Dalam menyusun mulok, dinas pendidikan hendaknya bersinergi dengan Badan Penanggulangan Bencana Daerah. Terdapat pula jaringan lembaga swadaya masyarakat dan komunitas yang menggali nilai-nilai lokal terkait mitigasi bencana. Materi mitigasi juga harus selalu dibahas di dalam mata pelajaran, terutama di Ilmu Pengetahuan Sosial dan Ilmu Pengetahuan Alam yang memang bersinggungan langsung.
Parsial
Zid menerangkan, selama ini, pemerintah daerah sangat parsial dalam melakukan mitigasi bencana. Ia mencontohkan, di Yogyakarta, Bali, Sukabumi (Jawa Barat), dan Lebak Selatan (Banten) sudah memasang banyak rambu mengenai evakuasi tsunami. Akan tetapi, hal tersebut tidak diiringi kebijakan mengenai pelarangan mendirian bangunan di daerah rawan.
"Upaya melatih dan membiasakan siswa melakukan mitigasi bencana akan sia-sia apabila lingkungan tidak mendukung. Bagian dari pendidikan mitigasi bencana adalah memastikan lingkungan juga direhabilitasi," ucapnya.
Ia mengungkapkan, pada tanggal 10 Januari Ikatan Geograf Indonesia akan berkumpul di Universitas Gadjah Mada, Yogyakarta, untuk mengembangkan materi mitigasi bencana yang akan disebar ke semua jenjang sekolah.
Pekan lalu, pada Kilas Balik Kinerja 2018 dan Program Kerja 2019 Kemendikbud, Kepala Badan Penelitian dan Pengembangan Kemendikbud Totok Suprayitno menjelaskan bahwa kurikulum tidak hanya berupa teks formal, melainkan juga segala kegiatan pendidikan di dalam dan di luar kelas.
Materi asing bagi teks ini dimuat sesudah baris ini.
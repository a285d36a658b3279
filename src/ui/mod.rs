pub mod context_menu;
pub mod error;
pub mod help;
pub mod listing;
pub mod prompt;
pub mod status_bar;
pub mod toolbar;

use ratatui::Frame;
use ratatui::layout::{Constraint, Direction, Layout, Rect};

use crate::app::App;
use crate::config::Config;
use crate::event::{InputMode, PromptKind};

pub fn draw(frame: &mut Frame, app: &mut App, config: &Config) {
  let area = frame.area();
  let theme = &config.theme;

  // Vertical layout: toolbar, listing, status bar
  let chunks = Layout::default()
    .direction(Direction::Vertical)
    .constraints([
      Constraint::Length(1),
      Constraint::Min(3),
      Constraint::Length(1),
    ])
    .split(area);

  toolbar::render_toolbar(app, chunks[0], frame.buffer_mut(), theme);
  listing::render_listing(app, chunks[1], frame.buffer_mut(), theme);
  status_bar::render_status_bar(app, chunks[2], frame.buffer_mut(), theme);

  // Overlays
  match app.input_mode {
    InputMode::Help => help::render_help(config, area, frame.buffer_mut(), theme),
    InputMode::ContextMenu => {
      if let Some(menu) = &app.context_menu {
        context_menu::render_context_menu(menu, area, frame.buffer_mut(), theme);
      }
    }
    InputMode::Prompt if app.prompt_kind == Some(PromptKind::Rename) => {
      prompt::render_rename(app, area, frame.buffer_mut(), theme);
    }
    InputMode::Prompt if app.prompt_kind == Some(PromptKind::ConfirmDelete) => {
      prompt::render_confirm_delete(app, area, frame.buffer_mut(), theme);
    }
    _ => {}
  }
  if !app.error_messages.is_empty() {
    error::render_error(&app.error_messages, area, frame.buffer_mut(), theme);
  }
}

/// A `width` x `height` rectangle centered in `area`, or `None` when it
/// doesn't fit.
pub(crate) fn centered(area: Rect, width: u16, height: u16) -> Option<Rect> {
  let width = width.min(area.width.saturating_sub(4));
  let height = height.min(area.height.saturating_sub(2));
  if width < 10 || height < 3 {
    return None;
  }
  let x = area.x + (area.width.saturating_sub(width)) / 2;
  let y = area.y + (area.height.saturating_sub(height)) / 2;
  Some(Rect::new(x, y, width, height))
}
use ratatui::style::Color;

/// Colors for every part of the screen. `dark` and `light` are tuned for
/// the matching terminal background.
#[derive(Debug, Clone)]
pub struct Theme {
  pub accent: Color,
  pub text: Color,
  pub text_dim: Color,
  pub text_muted: Color,
  pub border: Color,
  pub directory: Color,
  pub file: Color,
  pub symlink: Color,
  pub bg_selected: Color,
  pub fg_selected: Color,
  pub bg_overlay: Color,
  pub bg_bar: Color,
  pub error: Color,
  pub warning: Color,
  pub info: Color,
}

impl Theme {
  pub fn dark() -> Self {
    Self {
      accent: Color::Rgb(94, 196, 182),     // teal
      text: Color::Rgb(222, 216, 204),      // parchment
      text_dim: Color::Rgb(112, 108, 100),
      text_muted: Color::Rgb(150, 144, 134),
      border: Color::Rgb(72, 78, 82),
      directory: Color::Rgb(233, 178, 92),  // amber
      file: Color::Rgb(222, 216, 204),
      symlink: Color::Rgb(176, 148, 226),   // lavender
      bg_selected: Color::Rgb(46, 92, 88),
      fg_selected: Color::Rgb(244, 240, 230),
      bg_overlay: Color::Rgb(30, 34, 38),
      bg_bar: Color::Rgb(38, 43, 48),
      error: Color::Rgb(226, 104, 92),
      warning: Color::Rgb(233, 178, 92),
      info: Color::Rgb(140, 200, 120),
    }
  }

  pub fn light() -> Self {
    Self {
      accent: Color::Rgb(20, 122, 112),
      text: Color::Rgb(44, 40, 36),
      text_dim: Color::Rgb(140, 134, 124),
      text_muted: Color::Rgb(110, 104, 96),
      border: Color::Rgb(196, 190, 178),
      directory: Color::Rgb(168, 92, 12),
      file: Color::Rgb(44, 40, 36),
      symlink: Color::Rgb(112, 72, 168),
      bg_selected: Color::Rgb(198, 232, 226),
      fg_selected: Color::Rgb(18, 52, 48),
      bg_overlay: Color::Rgb(250, 246, 238),
      bg_bar: Color::Rgb(236, 230, 218),
      error: Color::Rgb(180, 44, 34),
      warning: Color::Rgb(168, 92, 12),
      info: Color::Rgb(50, 120, 40),
    }
  }

  pub fn from_name(name: &str) -> Option<Self> {
    match name {
      "dark" => Some(Self::dark()),
      "light" => Some(Self::light()),
      _ => None,
    }
  }

  pub fn available_themes() -> &'static [&'static str] {
    &["dark", "light"]
  }
}

impl Default for Theme {
  fn default() -> Self {
    Self::dark()
  }
}
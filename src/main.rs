mod action;
mod app;
mod config;
mod event;
mod fs;
mod history;
mod logging;
mod opener;
mod theme;
mod ui;

use std::io;
use std::panic;
use std::path::PathBuf;
use std::time::Duration;

use anyhow::Result;
use crossterm::event::{DisableMouseCapture, EnableMouseCapture};
use crossterm::execute;
use crossterm::terminal::{
  EnterAlternateScreen, LeaveAlternateScreen, disable_raw_mode, enable_raw_mode,
};
use ratatui::Terminal;
use ratatui::backend::CrosstermBackend;

use crate::action::Action;
use crate::app::App;
use crate::event::{ClickTracker, Event, EventLoop, map_key, map_mouse};

fn main() -> Result<()> {
  let mut show_help = false;
  let mut show_version = false;
  let mut show_init = false;

  for arg in std::env::args().skip(1) {
    match arg.as_str() {
      "--help" | "-h" => show_help = true,
      "--version" | "-V" => show_version = true,
      "--init" => show_init = true,
      _ => {
        eprintln!("dex: unknown argument '{arg}'");
        std::process::exit(1);
      }
    }
  }

  if show_help {
    println!(concat!(
      "dex - terminal file manager\n",
      "\n",
      "Usage: dex [options]\n",
      "\n",
      "Options:\n",
      "  --init           Write the default config to ~/.config/dex/\n",
      "  -h, --help       Print this help message\n",
      "  -V, --version    Print version\n",
      "\n",
      "Opens the current directory. Set DEX_LOG to control log verbosity.",
    ));
    return Ok(());
  }

  if show_version {
    println!("dex {}", env!("CARGO_PKG_VERSION"));
    return Ok(());
  }

  if show_init {
    return init_config();
  }

  logging::init();
  let (config, config_errors) = config::Config::load();

  // Restore the terminal before the panic message prints
  let original_hook = panic::take_hook();
  panic::set_hook(Box::new(move |info| {
    let _ = restore_terminal();
    original_hook(info);
  }));

  let start = std::env::current_dir().unwrap_or_else(|_| PathBuf::from("."));
  let start = std::fs::canonicalize(&start).unwrap_or(start);

  setup_terminal()?;
  let backend = CrosstermBackend::new(io::stdout());
  let mut terminal = Terminal::new(backend)?;

  let mut app = App::new(start);
  if !config_errors.is_empty() {
    tracing::warn!(count = config_errors.len(), "config errors");
    app.show_errors(config_errors);
  }

  let events = EventLoop::new(Duration::from_millis(config.tick_rate_ms));
  let double_click = Duration::from_millis(config.double_click_ms);
  let mut clicks = ClickTracker::default();

  loop {
    terminal.draw(|frame| ui::draw(frame, &mut app, &config))?;

    let action = match events.next()? {
      Event::Key(key) => map_key(key, app.input_mode, &config),
      Event::Mouse(mouse) if app.input_mode == event::InputMode::Normal => map_mouse(
        mouse,
        app.listing_rows,
        app.scroll_offset,
        app.entries.len(),
        &mut clicks,
        double_click,
      ),
      Event::Mouse(_) => Action::None,
      Event::Resize(w, h) => Action::Resize(w, h),
      Event::Tick => Action::Tick,
    };
    app.update(action)?;

    if app.should_quit {
      break;
    }
  }

  restore_terminal()?;
  tracing::info!("exit");
  Ok(())
}

fn init_config() -> Result<()> {
  let config_path = match config::Config::config_path() {
    Ok(p) => p,
    Err(e) => {
      eprintln!("dex: {e}");
      std::process::exit(1);
    }
  };

  if config_path.exists() {
    eprint!("{} already exists. Overwrite? [y/N] ", config_path.display());
    let mut answer = String::new();
    io::stdin().read_line(&mut answer).unwrap_or(0);
    if !answer.trim().eq_ignore_ascii_case("y") {
      return Ok(());
    }
  }

  match config::Config::dump_default_config(&config_path) {
    Ok(()) => println!("{}", config_path.display()),
    Err(e) => {
      eprintln!("dex: {e}");
      std::process::exit(1);
    }
  }
  Ok(())
}

fn setup_terminal() -> Result<()> {
  enable_raw_mode()?;
  execute!(io::stdout(), EnterAlternateScreen, EnableMouseCapture)?;
  Ok(())
}

fn restore_terminal() -> Result<()> {
  disable_raw_mode()?;
  execute!(io::stdout(), LeaveAlternateScreen, DisableMouseCapture)?;
  Ok(())
}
Pendidikan mitigasi bencana harus ditekankan kepada simulasi evakuasi dan pembiasaan siswa memerhatikan serta merawat lingkungan guna mencegah kerusakan alam.
"Kalau masuk kurikulum formal malah kontraproduktif karena mitigasi melalui teks dan ceramah tidak efektif," katanya.
Tidak berlanjut
Miya Maharani, pendiri Sekolah Alam Minangkabau si Padang, Sumatera Barat, menuturkan, pada tahun 2009 pasca gempa bumi, sejumlah LSM melakukan sosialisasi mitigasi bencana di sejumlah sekolah. Namun hal itu hanya berlangsung selama beberapa bulan dan tidak dilanjutkan lagi.
"Pemerintah melakukan pelatihan tahunan untuk memperingati gempa tahun 2009, sayangnya hanya beberapa sekolah saja yang diundang," ucapnya.